== Segment start ==

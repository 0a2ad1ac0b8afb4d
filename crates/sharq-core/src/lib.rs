mod api;
mod assignments;
mod broker;
pub mod prometheus;
mod shard;
mod state;
mod tenants;
mod tree;
mod workers;

pub use api::{
    BrokerConfig, BrokerStats, DequeueResult, DequeuedRequest, EnqueueError, InvalidTenantId,
    MaxQueueLengthExceeded, TenantId, WorkerId, WorkerShuttingDown,
};
pub use broker::Broker;

#[cfg(test)]
mod tests;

== Segment end ==

TO DO:
All of the material above should be repeated word for word.

WRITTEN SOLUTION:
repository 0a2ad1ac0b8afb4d
filename crates/sharq-core/src/lib.rs
mod api;
mod assignments;
mod broker;
pub mod prometheus;
mod shard;
mod state;
mod tenants;
mod tree;
mod workers;

pub use api::{
    BrokerConfig, BrokerStats, DequeueResult, DequeuedRequest, EnqueueError, InvalidTenantId,
    MaxQueueLengthExceeded, TenantId, WorkerId, WorkerShuttingDown,
};
pub use broker::Broker;

#[cfg(test)]
mod tests;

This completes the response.